Directions for this task: Your answer should consist solely of the lines from the first line of the data through the line with "its dispatch category.", each reproduced exactly.

Records from a data source:
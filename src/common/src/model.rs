// Copyright 2024 The Tablewave Authors
//
// Licensed under the Apache License, Version 2.0 (the "License");
// you may not use this file except in compliance with the License.
// You may obtain a copy of the License at
//
//     http://www.apache.org/licenses/LICENSE-2.0
//
// Unless required by applicable law or agreed to in writing, software
// distributed under the License is distributed on an "AS IS" BASIS,
// WITHOUT WARRANTIES OR CONDITIONS OF ANY KIND, either express or implied.
// See the License for the specific language governing permissions and
// limitations under the License.

//! The read-only catalog model built once during introspection (see
//! `tablewave_catalog`) and consumed by every later phase.

use std::time::Duration;

/// The closed set of SQL Server type categories the value codec dispatches
/// on. Derived from `sys.types.system_type_id` by the bulk extractor.
#[derive(Debug, Clone, Copy, PartialEq, Eq, Hash)]
pub enum SqlTypeCode {
    Char,
    VarChar,
    NChar,
    NVarChar,
    Text,
    NText,
    Date,
    Time,
    Timestamp,
    TimestampWithTimeZone,
    Bit,
    TinyInt,
    SmallInt,
    Integer,
    BigInt,
    Numeric,
    Real,
    Float,
    Binary,
    VarBinary,
    LongVarBinary,
    Other,
}

impl SqlTypeCode {
    pub fn is_string(self) -> bool {
        matches!(
            self,
            Self::Char | Self::VarChar | Self::NChar | Self::NVarChar | Self::Text | Self::NText
        )
    }

    pub fn is_date_time(self) -> bool {
        matches!(
            self,
            Self::Date | Self::Time | Self::Timestamp | Self::TimestampWithTimeZone
        )
    }

    pub fn is_numeric(self) -> bool {
        matches!(
            self,
            Self::TinyInt
                | Self::SmallInt
                | Self::Integer
                | Self::BigInt
                | Self::Numeric
                | Self::Real
                | Self::Float
        )
    }

    pub fn is_binary(self) -> bool {
        matches!(self, Self::Binary | Self::VarBinary | Self::LongVarBinary)
    }

    /// Maps a `sys.types` type name (lowercased) to its dispatch category.
    /// Unknown names fall back to `Other`, which the codec treats as a
    /// quoted string.
    pub fn from_type_name(name: &str) -> Self {
        match name.to_ascii_lowercase().as_str() {
            "char" => Self::Char,
            "varchar" => Self::VarChar,
            "nchar" => Self::NChar,
            "nvarchar" | "sysname" => Self::NVarChar,
            "text" => Self::Text,
            "ntext" => Self::NText,
            "date" => Self::Date,
            "time" => Self::Time,
            "datetime" | "datetime2" | "smalldatetime" => Self::Timestamp,
            "datetimeoffset" => Self::TimestampWithTimeZone,
            "bit" => Self::Bit,
            "tinyint" => Self::TinyInt,
            "smallint" => Self::SmallInt,
            "int" => Self::Integer,
            "bigint" => Self::BigInt,
            "numeric" | "decimal" | "smallmoney" | "money" => Self::Numeric,
            "real" => Self::Real,
            "float" => Self::Float,
            "binary" => Self::Binary,
            "varbinary" => Self::VarBinary,
            "image" => Self::LongVarBinary,
            _ => Self::Other,
        }
    }
}

/// A single column of a table, as reconstructed by the bulk extractor.
/// Immutable once constructed.
#[derive(Debug, Clone)]
pub struct ColumnInfo {
    pub name: String,
    pub sql_type_code: SqlTypeCode,
    pub type_name: String,
    pub size: i64,
    pub nullable: bool,
    pub auto_increment: bool,
    pub ordinal: u32,
}

impl ColumnInfo {
    pub fn is_date_time(&self) -> bool {
        self.sql_type_code.is_date_time()
    }

    pub fn is_numeric(&self) -> bool {
        self.sql_type_code.is_numeric()
    }

    pub fn is_string(&self) -> bool {
        self.sql_type_code.is_string()
    }
}

/// One column of a (possibly composite) foreign key constraint.
#[derive(Debug, Clone)]
pub struct ForeignKeyInfo {
    pub constraint_name: String,
    pub local_column: String,
    pub referenced_schema: String,
    pub referenced_table: String,
    pub referenced_column: String,
    pub key_sequence: u32,
}

/// The kind of date/time column a [`SortStrategy::DateTimeBased`] sorts on.
#[derive(Debug, Clone, Copy, PartialEq, Eq)]
pub enum DateTimeKind {
    Updated,
    Created,
    Generic,
}

/// The deterministic row ordering chosen for a table, dispatched
/// exhaustively to produce an (possibly empty) `ORDER BY` fragment.
#[derive(Debug, Clone)]
pub enum SortStrategy {
    DateTimeBased { column_name: String, kind: DateTimeKind },
    PrimaryKeyBased { key_columns: Vec<String> },
    NoSort,
}

impl SortStrategy {
    /// Renders the `ORDER BY ...` clause body (without the `ORDER BY`
    /// keyword itself). Empty for [`SortStrategy::NoSort`].
    pub fn order_by_clause(&self) -> String {
        match self {
            Self::DateTimeBased { column_name, .. } => format!("[{column_name}] DESC"),
            Self::PrimaryKeyBased { key_columns } => key_columns
                .iter()
                .map(|c| format!("[{c}] DESC"))
                .collect::<Vec<_>>()
                .join(", "),
            Self::NoSort => String::new(),
        }
    }
}

/// Full per-table catalog entry, built once during introspection and
/// treated as read-only for the rest of the run.
#[derive(Debug, Clone)]
pub struct TableMetadata {
    pub table_name: String,
    pub schema_name: String,
    pub primary_key_columns: Vec<String>,
    pub foreign_keys: Vec<ForeignKeyInfo>,
    pub columns: Vec<ColumnInfo>,
    pub sort_strategy: SortStrategy,
    pub estimated_row_count: i64,
}

impl TableMetadata {
    pub fn has_composite_key(&self) -> bool {
        self.primary_key_columns.len() > 1
    }
}

/// The outcome of exporting a single table.
#[derive(Debug, Clone)]
pub struct ExportResult {
    pub table_name: String,
    pub row_count: u64,
    pub duration: Duration,
}

/// Non-fatal conditions surfaced to the operator without aborting the run.
#[derive(Debug, Clone)]
pub enum ExportWarning {
    /// `table` could not be placed in the acyclic level ordering because it
    /// participates in a foreign-key cycle; exported in the final wave.
    Cycle(String),
    /// `table` has no primary key; [`SortStrategy::NoSort`] was used unless
    /// a date/time column was found.
    NoPrimaryKey(String),
    /// `table` has neither a usable date/time column nor a primary key;
    /// rows were exported in server order.
    NoSortStrategy(String),
}

/// Aggregate statistics and warnings for one completed (or aborted) run,
/// rendered by the report writer.
#[derive(Debug, Clone, Default)]
pub struct RunSummary {
    pub database_name: String,
    pub schema_name: String,
    pub row_limit: i64,
    pub table_count: usize,
    pub phase_durations: Vec<(String, Duration)>,
    pub results: Vec<ExportResult>,
    pub warnings: Vec<ExportWarning>,
}

impl RunSummary {
    pub fn new(database_name: impl Into<String>, schema_name: impl Into<String>, row_limit: i64) -> Self {
        Self {
            database_name: database_name.into(),
            schema_name: schema_name.into(),
            row_limit,
            table_count: 0,
            phase_durations: Vec::new(),
            results: Vec::new(),
            warnings: Vec::new(),
        }
    }

    pub fn total_rows(&self) -> u64 {
        self.results.iter().map(|r| r.row_count).sum()
    }

    pub fn total_duration(&self) -> Duration {
        self.phase_durations.iter().map(|(_, d)| *d).sum()
    }
}

#[cfg(test)]
mod tests {
    use super::*;

    #[test]
    fn table_metadata_composite_key() {
        let md = TableMetadata {
            table_name: "orders".into(),
            schema_name: "dbo".into(),
            primary_key_columns: vec!["id".into(), "region".into()],
            foreign_keys: vec![],
            columns: vec![],
            sort_strategy: SortStrategy::NoSort,
            estimated_row_count: 0,
        };
        assert!(md.has_composite_key());
    }

    #[test]
    fn sort_strategy_clauses() {
        assert_eq!(
            SortStrategy::DateTimeBased {
                column_name: "updated_at".into(),
                kind: DateTimeKind::Updated,
            }
            .order_by_clause(),
            "[updated_at] DESC"
        );
        assert_eq!(
            SortStrategy::PrimaryKeyBased {
                key_columns: vec!["id".into(), "region".into()],
            }
            .order_by_clause(),
            "[id] DESC, [region] DESC"
        );
        assert_eq!(SortStrategy::NoSort.order_by_clause(), "");
    }

    #[test]
    fn sql_type_code_from_name() {
        assert_eq!(SqlTypeCode::from_type_name("NVARCHAR"), SqlTypeCode::NVarChar);
        assert_eq!(SqlTypeCode::from_type_name("datetime2"), SqlTypeCode::Timestamp);
        assert_eq!(SqlTypeCode::from_type_name("totally_unknown"), SqlTypeCode::Other);
    }
}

Reply:
filename src/common/src/model.rs
// Copyright 2024 The Tablewave Authors
//
// Licensed under the Apache License, Version 2.0 (the "License");
// you may not use this file except in compliance with the License.
// You may obtain a copy of the License at
//
//     http://www.apache.org/licenses/LICENSE-2.0
//
// Unless required by applicable law or agreed to in writing, software
// distributed under the License is distributed on an "AS IS" BASIS,
// WITHOUT WARRANTIES OR CONDITIONS OF ANY KIND, either express or implied.
// See the License for the specific language governing permissions and
// limitations under the License.

//! The read-only catalog model built once during introspection (see
//! `tablewave_catalog`) and consumed by every later phase.

use std::time::Duration;

/// The closed set of SQL Server type categories the value codec dispatches
/// on. Derived from `sys.types.system_type_id` by the bulk extractor.
#[derive(Debug, Clone, Copy, PartialEq, Eq, Hash)]
pub enum SqlTypeCode {
    Char,
    VarChar,
    NChar,
    NVarChar,
    Text,
    NText,
    Date,
    Time,
    Timestamp,
    TimestampWithTimeZone,
    Bit,
    TinyInt,
    SmallInt,
    Integer,
    BigInt,
    Numeric,
    Real,
    Float,
    Binary,
    VarBinary,
    LongVarBinary,
    Other,
}

impl SqlTypeCode {
    pub fn is_string(self) -> bool {
        matches!(
            self,
            Self::Char | Self::VarChar | Self::NChar | Self::NVarChar | Self::Text | Self::NText
        )
    }

    pub fn is_date_time(self) -> bool {
        matches!(
            self,
            Self::Date | Self::Time | Self::Timestamp | Self::TimestampWithTimeZone
        )
    }

    pub fn is_numeric(self) -> bool {
        matches!(
            self,
            Self::TinyInt
                | Self::SmallInt
                | Self::Integer
                | Self::BigInt
                | Self::Numeric
                | Self::Real
                | Self::Float
        )
    }

    pub fn is_binary(self) -> bool {
        matches!(self, Self::Binary | Self::VarBinary | Self::LongVarBinary)
    }

    /// Maps a `sys.types` type name (lowercased) to its dispatch category.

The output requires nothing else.